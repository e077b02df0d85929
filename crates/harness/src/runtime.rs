use std::time::{Duration, Instant};

use crate::types::HarnessConfig;

/// Default step used by offscreen captures when none is configured.
pub const DEFAULT_FIXED_DELTA: Duration = Duration::from_nanos(16_666_667);

/// Abstraction over where per-frame delta times come from.
pub trait TimeSource {
    /// Forgets any previous sample so the next delta starts at zero.
    fn reset(&mut self);
    /// Seconds elapsed since the previous call.
    fn delta(&mut self) -> f32;
}

pub type BoxedTimeSource = Box<dyn TimeSource + Send>;

/// Wall-clock deltas. The first sample after construction or reset is 0.
#[derive(Debug, Clone, Copy, Default)]
pub struct SystemClock {
    last: Option<Instant>,
}

impl SystemClock {
    pub fn new() -> Self {
        Self::default()
    }
}

impl TimeSource for SystemClock {
    fn reset(&mut self) {
        self.last = None;
    }

    fn delta(&mut self) -> f32 {
        let now = Instant::now();
        let delta = self
            .last
            .map(|last| now.saturating_duration_since(last).as_secs_f32())
            .unwrap_or(0.0);
        self.last = Some(now);
        delta
    }
}

/// Reports the same delta every frame; used for deterministic captures.
#[derive(Debug, Clone, Copy)]
pub struct FixedStep {
    step: Duration,
}

impl FixedStep {
    pub fn new(step: Duration) -> Self {
        Self { step }
    }
}

impl TimeSource for FixedStep {
    fn reset(&mut self) {}

    fn delta(&mut self) -> f32 {
        self.step.as_secs_f32()
    }
}

/// Selects the time source the runner should use for `config`.
pub fn time_source_for(config: &HarnessConfig) -> BoxedTimeSource {
    match config.fixed_delta {
        Some(step) => Box::new(FixedStep::new(step)),
        None => Box::new(SystemClock::new()),
    }
}

/// Paces redraws when an FPS cap is configured.
#[derive(Debug, Clone)]
pub struct FrameScheduler {
    interval: Option<Duration>,
    last_frame: Option<Instant>,
}

impl FrameScheduler {
    /// Caps that are zero, negative or not finite disable pacing.
    pub fn new(target_fps: Option<f32>) -> Self {
        let interval = target_fps
            .filter(|fps| fps.is_finite() && *fps > 0.0)
            .map(|fps| Duration::from_secs_f64(1.0 / f64::from(fps)));
        Self {
            interval,
            last_frame: None,
        }
    }

    pub fn ready_for_frame(&self, now: Instant) -> bool {
        match (self.interval, self.last_frame) {
            (Some(interval), Some(last)) => now.saturating_duration_since(last) >= interval,
            _ => true,
        }
    }

    pub fn mark_rendered(&mut self, now: Instant) {
        self.last_frame = Some(now);
    }

    /// When the next frame becomes due, if pacing is active.
    pub fn next_deadline(&self) -> Option<Instant> {
        let interval = self.interval?;
        self.last_frame.map(|last| last + interval)
    }

    pub fn reset(&mut self) {
        self.last_frame = None;
    }
}
//! GPU wiring shared by every example.
//!
//! - `context` owns the wgpu instance/device/queue and the presentation
//!   target (window surface or offscreen texture) and knows how to rebuild it
//!   when the window resizes.
//! - `frame` wraps a texture acquired for one draw and the offscreen readback.
//! - `blit` copies a sampled texture onto a frame with filtering.

mod blit;
mod context;
mod frame;

use anyhow::{anyhow, Result};

pub use blit::Blitter;
pub use context::GpuContext;
pub use frame::Frame;

/// Creates a GPU object inside a validation error scope.
///
/// wgpu reports invalid descriptors through the device error handler, which
/// panics by default. Wrapping creation lets examples fail with an error the
/// runner can log instead.
pub fn checked<T>(
    device: &wgpu::Device,
    what: &str,
    create: impl FnOnce(&wgpu::Device) -> T,
) -> Result<T> {
    device.push_error_scope(wgpu::ErrorFilter::Validation);
    let value = create(device);
    match pollster::block_on(device.pop_error_scope()) {
        None => Ok(value),
        Some(err) => Err(anyhow!("failed to create {what}: {err}")),
    }
}
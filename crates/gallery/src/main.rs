mod cli;
mod paths;
mod run;

use anyhow::Result;
use cli::Command;

fn main() -> Result<()> {
    let cli = cli::parse();
    run::initialise_tracing();

    match cli.command {
        Some(Command::List) => run::list(),
        Some(Command::Capture(args)) => run::capture(&cli.run, args),
        Some(Command::Where) => run::print_paths(&cli.run),
        None => run::run(cli.run),
    }
}
use std::fs;
use std::process::Command;

use tempfile::TempDir;

fn gallery() -> Command {
    let mut command = Command::new(env!("CARGO_BIN_EXE_gallery"));
    command.env("RUST_LOG", "warn");
    command
}

#[test]
fn list_prints_every_example() {
    let output = gallery()
        .arg("list")
        .output()
        .expect("failed to run gallery list");

    assert!(output.status.success());
    let stdout = String::from_utf8_lossy(&output.stdout);
    assert!(stdout.contains("BasicStencil"), "{stdout}");
    assert!(stdout.contains("ComputeUniforms"), "{stdout}");
    assert_eq!(stdout.lines().count(), 2, "{stdout}");
}

#[test]
fn where_honours_env_overrides() {
    let root = TempDir::new().unwrap();
    let config_dir = root.path().join("config");
    let content_dir = root.path().join("content");
    fs::create_dir_all(&config_dir).unwrap();
    fs::write(
        config_dir.join("gallery.toml"),
        "[window]\nwidth = 1024\nheight = 768\n",
    )
    .unwrap();

    let output = gallery()
        .env("GALLERY_CONFIG_DIR", &config_dir)
        .env("GALLERY_CONTENT_DIR", &content_dir)
        .arg("where")
        .output()
        .expect("failed to run gallery where");

    assert!(output.status.success());
    let stdout = String::from_utf8_lossy(&output.stdout);
    let settings_file = config_dir.join("gallery.toml");
    assert!(
        stdout.contains(&format!("Settings file: {} (present)", settings_file.display())),
        "{stdout}"
    );
    assert!(
        stdout.contains(&format!("Content dir:   {}", content_dir.display())),
        "{stdout}"
    );
    assert!(stdout.contains("Window size:   1024x768"), "{stdout}");
}

#[test]
fn invalid_settings_file_is_reported() {
    let root = TempDir::new().unwrap();
    fs::write(root.path().join("gallery.toml"), "[window]\nwidth = 0\n").unwrap();

    let output = gallery()
        .env("GALLERY_CONFIG_DIR", root.path())
        .arg("where")
        .output()
        .expect("failed to run gallery where");

    assert!(!output.status.success());
    let stderr = String::from_utf8_lossy(&output.stderr);
    assert!(stderr.contains("window size must be non-zero"), "{stderr}");
}

#[test]
fn capture_rejects_unknown_example() {
    let root = TempDir::new().unwrap();
    let output = gallery()
        .env("GALLERY_CONFIG_DIR", root.path())
        .args(["capture", "NoSuchExample", "--output"])
        .arg(root.path().join("out.png"))
        .output()
        .expect("failed to run gallery capture");

    assert!(!output.status.success());
    let stderr = String::from_utf8_lossy(&output.stderr);
    assert!(stderr.contains("unknown example 'NoSuchExample'"), "{stderr}");
    assert!(stderr.contains("BasicStencil, ComputeUniforms"), "{stderr}");
    assert!(!root.path().join("out.png").exists());
}
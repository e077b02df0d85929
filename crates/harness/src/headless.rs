use std::path::Path;

use anyhow::{Context as AnyhowContext, Result};
use image::RgbaImage;

use crate::context::{Context, RenderTarget};
use crate::example::{Example, ExampleEntry};
use crate::runtime::{FixedStep, TimeSource, DEFAULT_FIXED_DELTA};
use crate::types::HarnessConfig;

/// Renders `frames` frames of an example offscreen and returns the last one.
///
/// Every frame advances by `config.fixed_delta` (1/60 s when unset), so two
/// captures of the same example produce the same pixels. `quit` runs even
/// when a step fails.
pub fn capture(entry: &ExampleEntry, config: &HarnessConfig, frames: u32) -> Result<RgbaImage> {
    let (width, height) = config.window_size;
    let mut context = Context::new(
        entry.name,
        RenderTarget::Offscreen {
            width: width.max(1),
            height: height.max(1),
        },
        config,
    );
    let mut example = (entry.build)();
    let mut clock = FixedStep::new(config.fixed_delta.unwrap_or(DEFAULT_FIXED_DELTA));
    let frames = frames.max(1);

    tracing::info!(example = entry.name, frames, width, height, "capturing offscreen");
    let result = run_frames(example.as_mut(), &mut context, &mut clock, frames);
    example.quit(&mut context);
    result.with_context(|| format!("{}: capture failed", entry.name))
}

fn run_frames(
    example: &mut dyn Example,
    context: &mut Context,
    clock: &mut dyn TimeSource,
    frames: u32,
) -> Result<RgbaImage> {
    example.init(context)?;
    for frame in 0..frames {
        context.delta_time = clock.delta();
        example.update(context)?;
        example.draw(context)?;
        context.input.clear();
        tracing::trace!(frame, "offscreen frame drawn");
    }
    context.gpu()?.read_target()
}

/// Writes a captured frame as PNG, creating parent directories.
pub fn save_png(image: &RgbaImage, path: &Path) -> Result<()> {
    if let Some(parent) = path.parent().filter(|parent| !parent.as_os_str().is_empty()) {
        std::fs::create_dir_all(parent)
            .with_context(|| format!("failed to create {}", parent.display()))?;
    }
    image
        .save_with_format(path, image::ImageFormat::Png)
        .with_context(|| format!("failed to write {}", path.display()))
}

/// Whether any wgpu adapter can be created on this machine.
pub fn adapter_available() -> bool {
    let instance = wgpu::Instance::new(&wgpu::InstanceDescriptor::default());
    pollster::block_on(instance.request_adapter(&wgpu::RequestAdapterOptions::default())).is_ok()
}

What you should do: Please copy, exactly as written, every line in the listing above from the line with "context.input.clear();" up to and including the line with "pub fn save_png(image: &RgbaImage, path: &Path)".

Response for this exercise:
        context.input.clear();
        tracing::trace!(frame, "offscreen frame drawn");
    }
    context.gpu()?.read_target()
}

/// Writes a captured frame as PNG, creating parent directories.
pub fn save_png(image: &RgbaImage, path: &Path) -> Result<()> {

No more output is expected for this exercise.